O Araguaia-Tocantins será a maior fonte de energia do Brasil dentro de uma década, gerando o equivalente a um terço de toda a energia gerada atualmente em todo o País

Apenas duas hidrelétricas estão no momento em atividade no vale do Araguaia-Tocantins, cuja bacia abrange 10% do território brasileiro, em cinco Estados (Mato Grosso, Goiás, Tocantins, Maranhão e Pará). Mas quando a primeira década deste século terminar, as usinas serão 14, 10 no Tocantins e quatro no Araguaia. Elas terão capacidade para gerar 20 mil megawatts, o equivalente a um terço da potência atual de todas as hidrelétricas brasileiras somadas. O vale do Araguaia-Tocantins será, então, a maior fonte de energia de fonte hídrica do país.
Para uma área que até 1984, quando a usina de Tucuruí foi inaugurada, era zero em matéria de geração, a transformação será brutal, além de rápida. A segunda etapa da primeira hidrelétrica construída no vale será concluída no próximo ano. Teoricamente a potência de Tucuruí duplicará, dos 4,2 mil MW de hoje para 8,3 mil MW em 2006, consolidando sua posição de segunda maior hidrelétrica brasileira (primeira, porém, se considerada apenas a metade que cabe ao Brasil em Itaipu, ou 6 mil dos 12 mil MW finais).

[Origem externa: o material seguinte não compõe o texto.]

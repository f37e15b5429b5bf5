use axum::{extract::State, response::Response};
use serde::Deserialize;
use utoipa::ToSchema;

use super::common::{success_response, AppJson};
use crate::{
    auth::AuthenticatedContext,
    errors::ServiceError,
    services::checkout::{shipping_methods, CartLineItem, ShippingMethod, Totals},
    AppState,
};

/// Cart to be priced by the server.
#[derive(Debug, Clone, Deserialize, ToSchema)]
#[serde(rename_all = "camelCase")]
pub struct QuoteRequest {
    pub items: Vec<CartLineItem>,
    #[schema(example = "standard")]
    pub shipping_method: String,
    #[serde(default)]
    pub coupon_code: Option<String>,
}

#[utoipa::path(
    get,
    path = "/api/shipping-methods",
    summary = "List shipping methods",
    responses(
        (status = 200, description = "Available shipping methods", body = [ShippingMethod]),
    ),
    tag = "checkout"
)]
pub async fn list_shipping_methods() -> Response {
    success_response(shipping_methods())
}

/// Price a cart with the same rules order placement uses
#[utoipa::path(
    post,
    path = "/api/checkout/quote",
    summary = "Quote checkout totals",
    request_body = QuoteRequest,
    responses(
        (status = 200, description = "Derived totals", body = Totals),
        (status = 400, description = "Invalid cart or coupon rejected", body = crate::errors::ErrorResponse),
        (status = 401, description = "Unauthorized", body = crate::errors::ErrorResponse),
        (status = 404, description = "Unknown coupon code", body = crate::errors::ErrorResponse),
    ),
    security(("Bearer" = [])),
    tag = "checkout"
)]
pub async fn quote(
    State(state): State<AppState>,
    _ctx: AuthenticatedContext,
    AppJson(request): AppJson<QuoteRequest>,
) -> Result<Response, ServiceError> {
    let totals = state
        .services
        .orders
        .quote(
            request.items,
            &request.shipping_method,
            request.coupon_code.as_deref(),
        )
        .await?;
    Ok(success_response(totals))
}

Mas a potência firme (aquela energia que a usina é capaz de produzir em qualquer época do ano), que hoje é de 2,1 mil MW, só será elevada para 3,3 mil MW com a declarada duplicação - que será apenas nominal, portanto. Essa queda acentuada de potência, de 8,3 mil MW no auge do inverno para 3,3 mil MW no pique da estiagem, deve-se à falta de água. Entre um período e outro a vazão do Tocantins/Araguaia diminui 60 vezes.
A capacidade de armazenamento no reservatório de Tucuruí está chegando ao seu limite máximo, não podendo ir além de 15 bilhões de metros cúbicos de água útil, a que está no nível de captação da tomada que conduz às turbinas (para um total de quase 50 bilhões de m3 de volume global do lago, o maior do país sob essa perspectiva).
Assim, metade das 23 máquinas que estarão instaladas na casa de força quando ela for duplicada permanecerão completamente paradas durante dois ou três meses do ano. Isto significará um fator de capacidade bem inferior aos 50% considerados como limite mínimo aceitável internacionalmente.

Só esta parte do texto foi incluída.